Перед самым порогом спасения Настасья Федоровна остановила его, прищурясь:
– Ты возьмешь каретку?
Он был готов ездить решительно на всем: на дрожках гитарой, на щеголеватом купеческом калибре, но только не в семейственной каретке.
– За мною прислал карету Степан Никитич, – он солгал.
– А.
И он спасся к парадным сеням, через первую гостиную – светло-бирюзовую и вторую гостиную – голубую, любимые цвета Настасьи Федоровны. В простенках были зеркала, а также подстольники с бронзой и очень тонким, вследствие сего вечно пыльным, фарфором; но и простым глазом было видно, что люстры бумажные, под бронзу. Чахлую мебель покрывали чехлы, которые здесь были со дня, как помнил себя Александр. В диванной он помедлил. Его остановил трельяж, обвитый плющом по обе стороны дивана, и две горки а 1а помпадур.
Глупей и новей нельзя было ничего и представить, новые приобретения разорявшейся Настасьи Федоровны.
И карсель на одном столе, чистой бронзы.
Он постоял в углу у двери, перед столбом, который вился жгутом, столбом красного дерева, который загибался кверху крючком и этим крючком держал висящий фонарь с расписными стеклами.
Все было неудавшаяся Азия, разорение и обман.
Не хватало, чтобы стены и потолок были оклеены разноцветными зеркальными кусочками, как в Персии. Так было бы пестрее.
Это был его дом, его Heim[5], его детство. И как он все это любил.
Он устремился в сени, накинул плащ, выбежал из дому, упал в карету.
Озираясь с некоторым любопытством, он получил впечатление, что движение совершается кругообразно и без цели.
Одни и те же русские мужики шли по мостовой – взад и вперед.
Щеголь пронесся на дрожках от Новинской площади, и сряду такой же в противоположную сторону. Впрочем, он понял, в чем здесь дело: оба щеголя были в эриванках.
Не успели еще взять Эривани, как московские патриоты выражали уже свою суетность, напялив на головы эти круглые эриванки.
Нет, для Москвы, любезного отечества, не стоило драться на Закавказье, делать Кавказ кладбищем и гостиницей.

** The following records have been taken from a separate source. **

// hmccu-core: Channel/event subsystem and device model between hmccu-api and host applications.

pub mod catalog;
pub mod ccu;
pub mod channel;
pub mod config;
pub mod convert;
pub mod device;
pub mod error;
pub mod handler;
mod monitor;

// ── Primary re-exports ──────────────────────────────────────────────
pub use catalog::{ChannelRecord, DeviceCatalog, DeviceRecord, StaticCatalog};
pub use ccu::Ccu;
pub use channel::{Channel, ConnectionState, Remote};
pub use config::{HubAddress, HubConfig, HubCredentials, TlsVerification};
pub use device::{ChannelId, DeviceInfo, DeviceKind, Dimmer, HubDevice, ListenerId, Switch};
pub use error::CoreError;
pub use handler::{DeviceEvent, EventHandler};

pub use hmccu_api::Value;
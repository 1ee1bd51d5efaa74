// Minimal element tree over quick-xml.
//
// Both documents this crate reads (XML-RPC bodies and the device list) are
// small, so they are parsed into an owned tree once and then walked. Text is
// kept verbatim; callers decide whether whitespace matters.

use quick_xml::Reader;
use quick_xml::events::{BytesStart, Event};
use thiserror::Error;

#[derive(Debug, Clone, PartialEq, Eq, Error)]
pub enum XmlError {
    #[error("malformed XML: {0}")]
    Malformed(String),

    #[error("document has no root element")]
    Empty,
}

/// An owned XML element: name, attributes, child elements, and the
/// concatenated text content directly inside it.
#[derive(Debug, Clone, Default, PartialEq, Eq)]
pub struct Element {
    pub name: String,
    pub attributes: Vec<(String, String)>,
    pub children: Vec<Element>,
    pub text: String,
}

impl Element {
    /// First child element with the given name.
    pub fn child(&self, name: &str) -> Option<&Element> {
        self.children.iter().find(|c| c.name == name)
    }

    /// All child elements with the given name, in document order.
    pub fn children_named<'a>(&'a self, name: &'a str) -> impl Iterator<Item = &'a Element> + 'a {
        self.children.iter().filter(move |c| c.name == name)
    }

    /// Attribute value by (local) name.
    pub fn attr(&self, name: &str) -> Option<&str> {
        self.attributes
            .iter()
            .find(|(k, _)| k == name)
            .map(|(_, v)| v.as_str())
    }
}

/// Parse a complete document into its root element.
pub fn parse(input: &str) -> Result<Element, XmlError> {
    let mut reader = Reader::from_str(input);
    let mut stack: Vec<Element> = Vec::new();
    let mut root: Option<Element> = None;

    loop {
        let event = reader.read_event().map_err(|e| XmlError::Malformed(e.to_string()))?;
        match event {
            Event::Start(start) => stack.push(open(&start)?),
            Event::Empty(start) => {
                let element = open(&start)?;
                attach(&mut stack, &mut root, element)?;
            }
            Event::End(_) => {
                let element = stack
                    .pop()
                    .ok_or_else(|| XmlError::Malformed("unbalanced closing tag".into()))?;
                attach(&mut stack, &mut root, element)?;
            }
            Event::Text(text) => {
                if let Some(top) = stack.last_mut() {
                    let unescaped = text
                        .unescape()
                        .map_err(|e| XmlError::Malformed(e.to_string()))?;
                    top.text.push_str(&unescaped);
                }
            }
            Event::CData(data) => {
                if let Some(top) = stack.last_mut() {
                    top.text.push_str(&String::from_utf8_lossy(&data));
                }
            }
            Event::Eof => break,
            // Declarations, comments, processing instructions, doctype.
            _ => {}
        }
    }

    if let Some(open) = stack.last() {
        return Err(XmlError::Malformed(format!("unclosed element <{}>", open.name)));
    }

    root.ok_or(XmlError::Empty)
}

fn open(start: &BytesStart<'_>) -> Result<Element, XmlError> {
    let name = String::from_utf8_lossy(start.local_name().as_ref()).into_owned();

    let mut attributes = Vec::new();
    for attr in start.attributes() {
        let attr = attr.map_err(|e| XmlError::Malformed(e.to_string()))?;
        let key = String::from_utf8_lossy(attr.key.local_name().as_ref()).into_owned();
        let value = attr
            .unescape_value()
            .map_err(|e| XmlError::Malformed(e.to_string()))?
            .into_owned();
        attributes.push((key, value));
    }

    Ok(Element {
        name,
        attributes,
        children: Vec::new(),
        text: String::new(),
    })
}

fn attach(
    stack: &mut [Element],
    root: &mut Option<Element>,
    element: Element,
) -> Result<(), XmlError> {
    if let Some(parent) = stack.last_mut() {
        parent.children.push(element);
        return Ok(());
    }
    if root.is_some() {
        return Err(XmlError::Malformed(format!(
            "second root element <{}>",
            element.name
        )));
    }
    *root = Some(element);
    Ok(())
}
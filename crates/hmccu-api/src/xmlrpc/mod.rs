// XML-RPC dialect spoken by the hub: values, call/response documents,
// and the closed set of calls the hub pushes back to us.

mod codec;
mod inbound;
mod value;

pub use codec::{CodecError, MethodCall, MethodResponse};
pub use inbound::{
    EventNotification, InboundCall, METHOD_EVENT, METHOD_MULTICALL, ProtocolViolation,
};
pub use value::Value;
#[cfg(test)]
mod tests {
    use pretty_assertions::assert_eq;

    use super::*;

    #[test]
    fn encodes_parameters_in_order() {
        let call = MethodCall::new(
            "setValue",
            vec![Value::from("ABC123:3"), Value::from("LEVEL"), Value::Double(0.8)],
        );

        assert_eq!(
            call.encode().unwrap(),
            concat!(
                r#"<?xml version="1.0"?><methodCall><methodName>setValue</methodName><params>"#,
                "<param><value><string>ABC123:3</string></value></param>",
                "<param><value><string>LEVEL</string></value></param>",
                "<param><value><double>0.8</double></value></param>",
                "</params></methodCall>"
            )
        );
    }

    #[test]
    fn escapes_markup_in_strings() {
        let call = MethodCall::new("init", vec![Value::from("a<b&c")]);
        assert!(call.encode().unwrap().contains("<string>a&lt;b&amp;c</string>"));
    }

    #[test]
    fn decodes_hub_event_call() {
        let body = r#"<?xml version="1.0" encoding="ISO-8859-1"?>
            <methodCall>
              <methodName>event</methodName>
              <params>
                <param><value>HomeMaticDriver</value></param>
                <param><value>ABC123:3</value></param>
                <param><value>LEVEL</value></param>
                <param><value><double>0.500000</double></value></param>
              </params>
            </methodCall>"#;

        let call = MethodCall::decode(body).unwrap();
        assert_eq!(call.method, "event");
        assert_eq!(
            call.params,
            vec![
                Value::from("HomeMaticDriver"),
                Value::from("ABC123:3"),
                Value::from("LEVEL"),
                Value::Double(0.5),
            ]
        );
    }

    #[test]
    fn decodes_nested_multicall_structure() {
        let body = r#"<methodCall><methodName>system.multicall</methodName><params><param>
            <value><array><data>
              <value><struct>
                <member><name>methodName</name><value>event</value></member>
                <member><name>params</name><value><array><data>
                  <value>id</value><value>XYZ:1</value><value>STATE</value>
                  <value><boolean>1</boolean></value>
                </data></array></value></member>
              </struct></value>
            </data></array></value>
        </param></params></methodCall>"#;

        let call = MethodCall::decode(body).unwrap();
        let entries = call.params[0].as_array().unwrap();
        let entry = entries[0].as_struct().unwrap();
        assert_eq!(entry["methodName"], Value::from("event"));
        assert_eq!(entry["params"].as_array().unwrap()[3], Value::Bool(true));
    }

    #[test]
    fn decodes_success_and_fault_responses() {
        let ok = r"<methodResponse><params><param><value><i4>42</i4></value></param></params></methodResponse>";
        assert_eq!(
            MethodResponse::decode(ok).unwrap(),
            MethodResponse::Success(Value::Int(42))
        );

        let fault = r"<methodResponse><fault><value><struct>
            <member><name>faultCode</name><value><int>-2</int></value></member>
            <member><name>faultString</name><value>Unknown instance</value></member>
            </struct></value></fault></methodResponse>";
        assert_eq!(
            MethodResponse::decode(fault).unwrap(),
            MethodResponse::Fault {
                code: -2,
                message: "Unknown instance".into()
            }
        );
    }

    #[test]
    fn fault_encoding_is_readable_by_decoder() {
        let fault = MethodResponse::Fault {
            code: -32700,
            message: "parse error".into(),
        };
        assert_eq!(MethodResponse::decode(&fault.encode().unwrap()).unwrap(), fault);
    }

    #[test]
    fn empty_response_is_void() {
        let body = "<methodResponse><params/></methodResponse>";
        assert_eq!(
            MethodResponse::decode(body).unwrap(),
            MethodResponse::Success(Value::void())
        );
    }

    #[test]
    fn rejects_bad_literals_and_unknown_types() {
        let bad_int = "<methodResponse><params><param><value><int>x</int></value></param></params></methodResponse>";
        assert!(matches!(
            MethodResponse::decode(bad_int),
            Err(CodecError::InvalidLiteral { kind: "integer", .. })
        ));

        let unknown = "<methodResponse><params><param><value><blob/></value></param></params></methodResponse>";
        assert_eq!(
            MethodResponse::decode(unknown),
            Err(CodecError::UnsupportedType("blob".into()))
        );
    }

    #[test]
    fn non_finite_doubles_are_not_encoded() {
        for bad in [f64::NAN, f64::INFINITY, f64::NEG_INFINITY] {
            let call = MethodCall::new("setValue", vec![Value::from("A:1"), Value::Double(bad)]);
            assert!(matches!(call.encode(), Err(CodecError::NonFinite(_))));
        }

        let nested = MethodResponse::Success(Value::Array(vec![Value::Double(f64::NAN)]));
        assert!(matches!(nested.encode(), Err(CodecError::NonFinite(_))));
    }

    #[test]
    fn raw_call_keeps_params_undecoded() {
        let body = "<methodCall><methodName>event</methodName><params>\
            <param><value><i4>abc</i4></value></param>\
            <param><value><array><data><value>a</value><value><i4>2</i4></value></data></array></value></param>\
            </params></methodCall>";

        let raw = RawCall::decode(body).unwrap();
        assert_eq!(raw.method, "event");
        assert_eq!(raw.params.len(), 2);
        assert!(matches!(
            decode_value(&raw.params[0]),
            Err(CodecError::InvalidLiteral { kind: "integer", .. })
        ));
        let items: Vec<_> = array_items(&raw.params[1]).unwrap().map(|item| decode_value(item).unwrap()).collect();
        assert_eq!(items, vec![Value::from("a"), Value::Int(2)]);
        assert!(array_items(&raw.params[0]).is_none());
    }

    #[test]
    fn wrong_root_element_is_rejected() {
        assert!(matches!(
            MethodCall::decode("<methodResponse/>"),
            Err(CodecError::UnexpectedElement { expected: "methodCall", .. })
        ));
    }
}
use std::sync::Arc;
use std::sync::atomic::{AtomicU64, Ordering};

use dashmap::DashMap;

/// Handle returned when registering a device listener.
#[derive(Debug, Clone, Copy, PartialEq, Eq, Hash)]
pub struct ListenerId(u64);

type Listener<T> = Arc<dyn Fn(T) + Send + Sync>;

/// Device-scoped listeners, separate from the channel's handler set.
pub(crate) struct ListenerSet<T> {
    next_id: AtomicU64,
    listeners: DashMap<u64, Listener<T>>,
}

impl<T: Copy> ListenerSet<T> {
    pub(crate) fn new() -> Self {
        Self {
            next_id: AtomicU64::new(0),
            listeners: DashMap::new(),
        }
    }

    pub(crate) fn add(&self, listener: impl Fn(T) + Send + Sync + 'static) -> ListenerId {
        let id = self.next_id.fetch_add(1, Ordering::Relaxed);
        self.listeners.insert(id, Arc::new(listener));
        ListenerId(id)
    }

    pub(crate) fn remove(&self, id: ListenerId) -> bool {
        self.listeners.remove(&id.0).is_some()
    }

    pub(crate) fn notify(&self, value: T) {
        let snapshot: Vec<Listener<T>> = self
            .listeners
            .iter()
            .map(|entry| Arc::clone(entry.value()))
            .collect();
        for listener in snapshot {
            listener(value);
        }
    }
}
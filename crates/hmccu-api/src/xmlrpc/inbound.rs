// Calls the hub pushes to the callback listener.
//
// Decoded exactly once, at the transport boundary, into `InboundCall`.
// Routing code matches on the enum and never compares method names.

use thiserror::Error;

use crate::xml;

use super::codec::{self, CodecError, MethodCall, RawCall};
use super::value::Value;

pub const METHOD_EVENT: &str = "event";
pub const METHOD_MULTICALL: &str = "system.multicall";

const EVENT_PARAM_COUNT: usize = 4;

/// A single `event(interface_id, address, attribute, value)` push.
#[derive(Debug, Clone, PartialEq)]
pub struct EventNotification {
    /// The interface id the driver registered with. Informational only.
    pub interface_id: String,
    /// Hub-channel address, e.g. `"ABC123:3"`.
    pub address: String,
    /// Datapoint name, e.g. `"LEVEL"`.
    pub attribute: String,
    pub value: Value,
}

/// A call received from the hub, decoded into the shapes the driver handles.
#[derive(Debug, Clone, PartialEq)]
pub enum InboundCall {
    Event(EventNotification),
    /// Each nested call decoded independently; a malformed entry does not
    /// affect its siblings.
    Multicall(Vec<Result<InboundCall, ProtocolViolation>>),
    /// Anything else (`listDevices`, `newDevices`, ...). Acknowledged and ignored.
    Other { method: String },
}

/// An inbound call that does not have the shape its method requires.
#[derive(Debug, Clone, PartialEq, Eq, Error)]
pub enum ProtocolViolation {
    #[error("{method} expects {expected} parameters, got {actual}")]
    ParameterCount {
        method: String,
        expected: usize,
        actual: usize,
    },

    #[error("{method} parameter {index} must be {expected}, got {actual}")]
    ParameterType {
        method: String,
        index: usize,
        expected: &'static str,
        actual: &'static str,
    },

    #[error("multicall entry {index} is malformed: {reason}")]
    MulticallEntry { index: usize, reason: String },

    #[error("undecodable call: {0}")]
    Undecodable(String),
}

impl InboundCall {
    /// Decode a request body.
    ///
    /// The outer error is a body that is not a `methodCall` at all. Multicall
    /// entries are decoded one by one, so a bad literal inside one entry only
    /// turns that entry into a violation.
    pub fn parse(body: &str) -> Result<Result<Self, ProtocolViolation>, CodecError> {
        let raw = RawCall::decode(body)?;
        if raw.method == METHOD_MULTICALL {
            return Ok(decode_raw_multicall(&raw.params).map(Self::Multicall));
        }

        let params = raw
            .params
            .iter()
            .map(codec::decode_value)
            .collect::<Result<Vec<_>, _>>()?;
        Ok(Self::decode(MethodCall {
            method: raw.method,
            params,
        }))
    }

    pub fn decode(call: MethodCall) -> Result<Self, ProtocolViolation> {
        match call.method.as_str() {
            METHOD_EVENT => decode_event(call.params).map(Self::Event),
            METHOD_MULTICALL => decode_multicall(call.params).map(Self::Multicall),
            _ => Ok(Self::Other {
                method: call.method,
            }),
        }
    }
}

fn decode_event(params: Vec<Value>) -> Result<EventNotification, ProtocolViolation> {
    let actual = params.len();
    let Ok([interface_id, address, attribute, value]) =
        <[Value; EVENT_PARAM_COUNT]>::try_from(params)
    else {
        return Err(ProtocolViolation::ParameterCount {
            method: METHOD_EVENT.to_owned(),
            expected: EVENT_PARAM_COUNT,
            actual,
        });
    };

    Ok(EventNotification {
        interface_id: interface_id.to_string(),
        address: expect_string(address, 1)?,
        attribute: expect_string(attribute, 2)?,
        value,
    })
}

fn expect_string(value: Value, index: usize) -> Result<String, ProtocolViolation> {
    match value {
        Value::String(s) => Ok(s),
        other => Err(ProtocolViolation::ParameterType {
            method: METHOD_EVENT.to_owned(),
            index,
            expected: "string",
            actual: other.type_name(),
        }),
    }
}

fn decode_multicall(
    params: Vec<Value>,
) -> Result<Vec<Result<InboundCall, ProtocolViolation>>, ProtocolViolation> {
    let mut calls = Vec::new();
    let mut index = 0;

    for (position, param) in params.into_iter().enumerate() {
        let Value::Array(entries) = param else {
            return Err(ProtocolViolation::ParameterType {
                method: METHOD_MULTICALL.to_owned(),
                index: position,
                expected: "array",
                actual: param.type_name(),
            });
        };
        for entry in entries {
            calls.push(decode_entry(entry, index));
            index += 1;
        }
    }

    Ok(calls)
}

fn decode_raw_multicall(
    params: &[xml::Element],
) -> Result<Vec<Result<InboundCall, ProtocolViolation>>, ProtocolViolation> {
    let mut calls = Vec::new();
    let mut index = 0;

    for (position, param) in params.iter().enumerate() {
        let Some(entries) = codec::array_items(param) else {
            return Err(ProtocolViolation::ParameterType {
                method: METHOD_MULTICALL.to_owned(),
                index: position,
                expected: "array",
                actual: codec::decode_value(param).map_or("malformed value", |v| v.type_name()),
            });
        };
        for entry in entries {
            let decoded = codec::decode_value(entry)
                .map_err(|e| ProtocolViolation::MulticallEntry {
                    index,
                    reason: e.to_string(),
                })
                .and_then(|value| decode_entry(value, index));
            calls.push(decoded);
            index += 1;
        }
    }

    Ok(calls)
}

fn decode_entry(entry: Value, index: usize) -> Result<InboundCall, ProtocolViolation> {
    let malformed = |reason: &str| ProtocolViolation::MulticallEntry {
        index,
        reason: reason.to_owned(),
    };

    let Value::Struct(mut members) = entry else {
        return Err(malformed("entry is not a struct"));
    };
    let method = match members.remove("methodName") {
        Some(Value::String(method)) => method,
        Some(_) => return Err(malformed("methodName is not a string")),
        None => return Err(malformed("missing methodName")),
    };
    let params = match members.remove("params") {
        Some(Value::Array(params)) => params,
        Some(_) => return Err(malformed("params is not an array")),
        None => Vec::new(),
    };

    InboundCall::decode(MethodCall { method, params })
}
// ── Device state bridge ──
//
// Dimmers and switches subscribe themselves to the channel at construction,
// cache the value of the one datapoint they track, and notify their own
// listeners when a matching event arrives.

mod dimmer;
mod listeners;
mod model;
mod switch;

use std::fmt;
use std::sync::Arc;

pub use dimmer::Dimmer;
pub use listeners::ListenerId;
pub use model::{ChannelSelector, DeviceKind, DeviceModel, DevicePlan, plan_devices};
pub use switch::Switch;

use crate::channel::Channel;
use crate::error::CoreError;
use crate::handler::EventHandler;

/// The hub's `ise_id` of a device channel.
#[derive(Debug, Clone, Copy, PartialEq, Eq, Hash, PartialOrd, Ord)]
pub struct ChannelId(pub u32);

impl fmt::Display for ChannelId {
    fn fmt(&self, f: &mut fmt::Formatter<'_>) -> fmt::Result {
        write!(f, "{}", self.0)
    }
}

/// Immutable identity of a device.
#[derive(Debug, Clone, PartialEq, Eq)]
pub struct DeviceInfo {
    /// Channel name as configured on the hub.
    pub name: String,
    /// Serial of the physical device.
    pub serial_number: String,
    /// Hub-channel address events are matched against, e.g. `"ABC123:3"`.
    pub address: String,
    pub channel_id: ChannelId,
    pub device_type: String,
}

/// A device attached to a channel, tagged by capability.
#[derive(Clone)]
pub enum HubDevice {
    Dimmer(Arc<Dimmer>),
    Switch(Arc<Switch>),
}

impl HubDevice {
    /// Read the initial value and subscribe the device to `channel`.
    pub async fn attach(
        kind: DeviceKind,
        info: DeviceInfo,
        channel: &Channel,
    ) -> Result<Self, CoreError> {
        Ok(match kind {
            DeviceKind::Dimmer => Self::Dimmer(Dimmer::attach(info, channel).await?),
            DeviceKind::Switch => Self::Switch(Switch::attach(info, channel).await?),
        })
    }

    pub fn info(&self) -> &DeviceInfo {
        match self {
            Self::Dimmer(d) => d.info(),
            Self::Switch(s) => s.info(),
        }
    }

    pub fn kind(&self) -> DeviceKind {
        match self {
            Self::Dimmer(_) => DeviceKind::Dimmer,
            Self::Switch(_) => DeviceKind::Switch,
        }
    }

    pub fn as_dimmer(&self) -> Option<&Arc<Dimmer>> {
        match self {
            Self::Dimmer(d) => Some(d),
            Self::Switch(_) => None,
        }
    }

    pub fn as_switch(&self) -> Option<&Arc<Switch>> {
        match self {
            Self::Switch(s) => Some(s),
            Self::Dimmer(_) => None,
        }
    }

    /// The handler registered with the channel for this device.
    pub fn handler(&self) -> Arc<dyn EventHandler> {
        match self {
            Self::Dimmer(d) => Arc::clone(d) as Arc<dyn EventHandler>,
            Self::Switch(s) => Arc::clone(s) as Arc<dyn EventHandler>,
        }
    }
}

impl fmt::Debug for HubDevice {
    fn fmt(&self, f: &mut fmt::Formatter<'_>) -> fmt::Result {
        f.debug_struct("HubDevice")
            .field("kind", &self.kind())
            .field("name", &self.info().name)
            .field("address", &self.info().address)
            .finish()
    }
}
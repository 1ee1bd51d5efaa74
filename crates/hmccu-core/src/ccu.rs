// ── CCU aggregate ──
//
// The facade host code talks to: connect/disconnect the channel, enumerate
// devices from the catalog on connect, and serve read-only device
// snapshots until the next disconnect.

use std::sync::Arc;

use arc_swap::ArcSwap;
use tokio::sync::{Mutex, watch};
use tracing::{Instrument, Span, info, info_span, warn};

use hmccu_api::XmlApiClient;

use crate::catalog::DeviceCatalog;
use crate::channel::{Channel, ConnectionState, build_transport};
use crate::config::HubConfig;
use crate::device::{Dimmer, HubDevice, Switch, plan_devices};
use crate::error::CoreError;
use crate::handler::EventHandler;

/// Connection to one CCU and the devices it exposes.
pub struct Ccu<C: DeviceCatalog = XmlApiClient> {
    channel: Channel,
    catalog: C,
    /// Serializes transitions; `true` while devices are enumerated.
    attached: Mutex<bool>,
    dimmers: ArcSwap<Vec<Arc<Dimmer>>>,
    switches: ArcSwap<Vec<Arc<Switch>>>,
    span: Span,
}

impl Ccu<XmlApiClient> {
    /// A CCU whose devices come from the hub's XML-API add-on.
    pub fn new(config: HubConfig) -> Result<Self, CoreError> {
        let span = info_span!("ccu", host = %config.address.host);
        Self::with_span(config, span)
    }

    /// As [`new`](Self::new), logging under `span`.
    pub fn with_span(config: HubConfig, span: Span) -> Result<Self, CoreError> {
        let catalog = XmlApiClient::new(
            config.xml_api_url()?,
            config.xml_api_token.clone(),
            &build_transport(&config),
        )?;
        let channel = Channel::with_span(config, span)?;
        Ok(Self::with_catalog(channel, catalog))
    }
}

impl<C: DeviceCatalog> Ccu<C> {
    /// A CCU over an existing channel and an arbitrary device source.
    pub fn with_catalog(channel: Channel, catalog: C) -> Self {
        let span = channel.span().clone();
        Self {
            channel,
            catalog,
            attached: Mutex::new(false),
            dimmers: ArcSwap::from_pointee(Vec::new()),
            switches: ArcSwap::from_pointee(Vec::new()),
            span,
        }
    }

    pub fn channel(&self) -> &Channel {
        &self.channel
    }

    // ── Connection lifecycle ─────────────────────────────────────

    /// Connect the channel and enumerate devices. A no-op when connected.
    ///
    /// A channel that is already up (connected through [`channel`](Self::channel))
    /// is reused. Devices left over from a channel that went down are dropped
    /// and enumerated again.
    ///
    /// If the device query fails the channel is disconnected again. Devices
    /// whose initial read fails are skipped.
    pub async fn connect(&self) -> Result<(), CoreError> {
        self.connect_locked().instrument(self.span.clone()).await
    }

    async fn connect_locked(&self) -> Result<(), CoreError> {
        let mut attached = self.attached.lock().await;
        if *attached {
            if self.channel.is_connected() {
                warn!("CCU already connected");
                return Ok(());
            }
            warn!("channel went down underneath the CCU, enumerating again");
            self.detach_devices();
            *attached = false;
        }

        if !self.channel.is_connected() {
            self.channel.connect().await?;
        }

        let records = match self.catalog.devices().await {
            Ok(records) => records,
            Err(e) => {
                warn!(error = %e, "device query failed, rolling back connection");
                if let Err(rollback) = self.channel.disconnect().await {
                    warn!(error = %rollback, "rollback disconnect failed");
                }
                return Err(e);
            }
        };

        let mut dimmers = Vec::new();
        let mut switches = Vec::new();
        for plan in records.iter().flat_map(plan_devices) {
            let name = plan.info.name.clone();
            match HubDevice::attach(plan.kind, plan.info, &self.channel).await {
                Ok(device) => {
                    if let Some(dimmer) = device.as_dimmer() {
                        dimmers.push(Arc::clone(dimmer));
                    } else if let Some(switch) = device.as_switch() {
                        switches.push(Arc::clone(switch));
                    }
                }
                Err(e) => warn!(device = %name, error = %e, "skipping device, initial read failed"),
            }
        }

        info!(
            dimmers = dimmers.len(),
            switches = switches.len(),
            "CCU connected"
        );
        self.dimmers.store(Arc::new(dimmers));
        self.switches.store(Arc::new(switches));
        *attached = true;
        Ok(())
    }

    /// Disconnect the channel and drop all devices. A no-op when disconnected.
    ///
    /// Devices are dropped even when the channel was already disconnected
    /// directly, or when de-registration fails; that error is returned
    /// afterwards.
    pub async fn disconnect(&self) -> Result<(), CoreError> {
        self.disconnect_locked().instrument(self.span.clone()).await
    }

    async fn disconnect_locked(&self) -> Result<(), CoreError> {
        let mut attached = self.attached.lock().await;
        if !*attached && !self.channel.is_connected() {
            warn!("CCU already disconnected");
            return Ok(());
        }

        let result = if self.channel.is_connected() {
            self.channel.disconnect().await
        } else {
            Ok(())
        };

        self.detach_devices();
        *attached = false;
        info!("CCU disconnected");
        result
    }

    /// Unregister every device handler and empty both snapshots.
    fn detach_devices(&self) {
        for dimmer in self.dimmers.swap(Arc::new(Vec::new())).iter() {
            self.channel
                .remove_event_handler(&(Arc::clone(dimmer) as Arc<dyn EventHandler>));
        }
        for switch in self.switches.swap(Arc::new(Vec::new())).iter() {
            self.channel
                .remove_event_handler(&(Arc::clone(switch) as Arc<dyn EventHandler>));
        }
    }

    pub fn is_connected(&self) -> bool {
        self.channel.is_connected()
    }

    pub fn connection_state(&self) -> watch::Receiver<ConnectionState> {
        self.channel.connection_state()
    }

    // ── Device access ────────────────────────────────────────────

    /// Snapshot of all dimmers. Empty while disconnected.
    pub fn dimmers(&self) -> Arc<Vec<Arc<Dimmer>>> {
        self.dimmers.load_full()
    }

    /// Snapshot of all switches. Empty while disconnected.
    pub fn switches(&self) -> Arc<Vec<Arc<Switch>>> {
        self.switches.load_full()
    }

    pub fn dimmer(&self, name: &str) -> Option<Arc<Dimmer>> {
        self.dimmers.load().iter().find(|d| d.name() == name).cloned()
    }

    pub fn switch(&self, name: &str) -> Option<Arc<Switch>> {
        self.switches.load().iter().find(|s| s.name() == name).cloned()
    }
}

Пересек Тверскую, поехал по Садовой. Подозрительно грязны и узки были переулки, вливавшиеся в главные улицы. Карета свернула. Точно в Тебризе, где рядом с главной улицей грязь первозданная, а мальчишки ищут друг у друга вшей. Торчали колокольни. Они походили на минареты.
Он поймал себя на азиатских сравнениях, это была лень ума.
Все эти безостановочные дни, что он в какой-то лихорадке стяжания торговался с персами из-за каждого клока земли в договоре, что он мчался сюда с этим договором, имевшим уже свою кличку: Туркменчайский, – чтобы везти его сразу же, без промедления, в Петербург, – он двигался по всем направлениям, расточал любезность, ловкость, он хитрил, скрывал, был умен и даже не задумывался над этим всем, так уж шло.